Segundo o velho Janjão Catingueira, pra muita coisa só mesmo uma surra bem danada com um feixe de urtiga com cansanção. Não há remédio de mais efeito que uma surra bem dada em puxa-saco, em bajulador, em baba-ovo. E dizia ainda que tem gente que só se apruma quando o quarto é esquentado com uma boa vara de cipó verde. Cabra que não tem o que fazer e quer ser rico sem poder, brilhando com ouro falso, mas sem poder dormir de preocupação com o que deve, é um desses que merece uma boa sova. Tudo na lição do velho Catingueira.
Contudo, por outro lado a velha Fedegosa, rezadeira sem igual nas bandas do Quelemente, sempre diz que muita coisa pode ser reparado naqueles de mau olhado, de fraquejamento espiritual, de olho caído, de espinhela caída, de sofrimento sem motivo algum. Tudo fraqueza do corpo e da inveja do outro, assevera a velha. E afirma ainda que nada melhor que um benzimento do corpo com folha ou ramo de mato. Escolhendo a oração certa para cada caso, logo a murcheza da planta mostrará que o mal também esturricou, perdeu sua força, e vai ser jogado nas lonjuras do mundo.
Para outras coisas, males que são criados pela própria pessoa, como assuntos passionais, de desamores, de paixões não retribuídas, de chutes na bunda e até cornice, somente com Tição do Caboclo Sete-Estacas. Segundo dizem, no terreiro dele tanto o amor é trazido como levado embora, tanto o nó é apertado mais como é desfeito sem volta. Homem apaixonado e que quer mulher a todo custo, é só ir lá botar nota na mão do Tição. Mulher que quer homem casado, basta chegar com um maço de notas e um retrato, que o Caboclo faz ele deixar a esposa e a família e pular de vez a janela da também casada. E safada.

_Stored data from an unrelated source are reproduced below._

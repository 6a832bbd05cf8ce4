//! RLZ Attribution Client Library
//!
//! Keeps per-product attribution state on the local machine (an RLZ value per
//! access point, a log of lifecycle events, a machine-wide deal code) and
//! exchanges it with the financial server through a checksummed text ping.
//!
//! ## Architecture Modules
//! The library is layered; each module only depends on the ones above it:
//!
//! - **`model`**: Products, access points, events, owners and the bounded
//!   output buffer used by the CGI builders.
//! - **`storage`**: The owner-scoped hierarchical key-value `Store` trait with an
//!   in-memory and a JSON-file backend.
//! - **`access`**: The exclusive lock and permission checks every operation
//!   passes through (`AccessGate`), in-process or backed by a lock file.
//! - **`state`**: Typed views over the store: events, RLZs, deal code and
//!   machine id.
//! - **`ping`**: The protocol itself: checksum gate, request builders,
//!   response tokenizer, throttle and HTTP transport.
//! - **`client`**: `RlzClient`, the facade exposing every public operation.
//! - **`config`**: Runtime configuration from defaults, file and environment.

pub mod access;
pub mod client;
pub mod config;
pub mod error;
pub mod model;
pub mod ping;
pub mod state;
pub mod storage;

pub use client::{AppliedChanges, PingOutcome, RlzClient};
pub use config::ClientConfig;
pub use error::{Result, RlzError};
pub use model::buffer::CappedString;
pub use model::types::{AccessPoint, Event, OwnerId, Product};
pub use ping::request::PingRequest;
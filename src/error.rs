//! Error Types
//!
//! A single error enum covers every failure a public operation can report.
//! Store backends report their own [`StoreError`], which converts into
//! [`RlzError::Store`] with `?`.

use crate::model::types::OwnerId;
use crate::storage::StoreError;

use std::time::Duration;
use thiserror::Error;

pub type Result<T, E = RlzError> = std::result::Result<T, E>;

#[derive(Debug, Error)]
pub enum RlzError {
    /// A required input was empty or a capacity of zero was supplied.
    #[error("invalid argument: {0}")]
    InvalidArgument(&'static str),

    #[error("owner {owner} lacks {} access", access_kind(.write))]
    AccessDenied { owner: OwnerId, write: bool },

    /// The output would not fit. The output buffer has been reset to empty.
    #[error("output needs {needed} bytes but capacity is {capacity}")]
    BufferTooSmall { needed: usize, capacity: usize },

    #[error("value not found")]
    NotFound,

    #[error("ping response failed checksum validation")]
    ChecksumMismatch,

    #[error("ping response is {len} bytes, limit is {max}")]
    ResponseTooLong { len: usize, max: usize },

    /// Only used while tokenizing a response; the line is skipped.
    #[error("malformed response line: {0}")]
    MalformedLine(String),

    #[error("timed out after {0:?} waiting for the exclusive lock")]
    LockTimeout(Duration),

    #[error("unsupported access point '{0}'")]
    UnsupportedAccessPoint(String),

    #[error("unsupported event '{0}'")]
    UnsupportedEvent(String),

    #[error("unknown product '{0}'")]
    UnknownProduct(String),

    #[error("value is {len} bytes, limit is {max}")]
    ValueTooLong { len: usize, max: usize },

    /// A delete was read back and the value was still there.
    #[error("{0} still present after delete")]
    VerificationFailed(String),

    #[error("last ping was too recent")]
    NotPingTime,

    #[error("transport failed: {0}")]
    Transport(String),

    #[error("configuration error: {0}")]
    Config(String),

    #[error(transparent)]
    Store(#[from] StoreError),
}

fn access_kind(write: &bool) -> &'static str {
    if *write {
        "write"
    } else {
        "read"
    }
}
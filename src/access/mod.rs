//! Access Control Module
//!
//! Serializes every store-touching operation behind one exclusive lock and
//! answers whether an owner may read or write its namespace.
//!
//! ## Core Concepts
//! - **Gate**: an [`AccessGate`] implementation owns the lock and the
//!   permission checks. The library never talks to the lock primitive directly.
//! - **Guard**: [`lock`] returns an [`ExclusiveLock`] that releases on drop.
//!   Internal components take `&ExclusiveLock` as a constructor argument, so
//!   holding one is proof that the lock is already held. The lock is not
//!   re-entrant: a public operation acquires it exactly once.
//!
//! ## Submodules
//! - **`gate`**: `ProcessGate`, a mutex/condvar lock with a bounded wait and an
//!   in-memory permission table.
//! - **`file_lock`**: `FileLockGate`, which adds a cross-process lock file and
//!   derives write permission from the store directory.

pub mod file_lock;
pub mod gate;


use crate::error::{Result, RlzError};
use crate::model::types::OwnerId;

use std::time::Duration;

/// How long a caller waits for the exclusive lock before giving up.
pub const DEFAULT_LOCK_TIMEOUT: Duration = Duration::from_millis(5000);

/// Lock and permission provider shared by every public operation.
pub trait AccessGate: Send + Sync {
    /// Blocks until the lock is held or the gate's timeout elapses.
    fn acquire_exclusive(&self) -> Result<()>;

    fn release_exclusive(&self);

    fn owner_has_access(&self, owner: &OwnerId, write: bool) -> bool;

    /// Makes the shared state usable by every local account.
    ///
    /// Idempotent. Returns `true` when something had to be changed.
    fn ensure_broad_access(&self) -> Result<bool>;
}

/// RAII guard for the gate's exclusive lock.
pub struct ExclusiveLock<'a> {
    gate: &'a dyn AccessGate,
}

impl<'a> ExclusiveLock<'a> {
    /// Fails with `AccessDenied` unless `owner` has the requested access.
    pub fn require_access(&self, owner: &OwnerId, write: bool) -> Result<()> {
        if self.gate.owner_has_access(owner, write) {
            Ok(())
        } else {
            tracing::debug!("Access denied for {} (write={})", owner, write);
            Err(RlzError::AccessDenied {
                owner: owner.clone(),
                write,
            })
        }
    }

    pub fn has_access(&self, owner: &OwnerId, write: bool) -> bool {
        self.gate.owner_has_access(owner, write)
    }
}

impl Drop for ExclusiveLock<'_> {
    fn drop(&mut self) {
        self.gate.release_exclusive();
    }
}

/// Acquires the exclusive lock on `gate`.
pub fn lock(gate: &dyn AccessGate) -> Result<ExclusiveLock<'_>> {
    gate.acquire_exclusive()?;
    Ok(ExclusiveLock { gate })
}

Ajuda sagrada, clamor ao divino, aos santos e anjos, pela cura dos males, somente para quem tem fé, para quem sabe o sentido da crença, da religiosidade, da força dos ensinamentos bíblicos. Estes, até que podem procurar uma benzedeira, um rezador, um médico, uma farmácia, mas primeiro pede ajuda aos céus na cura de seus males. Na fé, a cura, muitas vezes. Mas outros nem adiantam mil promessas nem milhões de velas acesa. Quando mal é moral, é mundano mesmo, só mesmo com uma boa surra de urtiga e cansanção.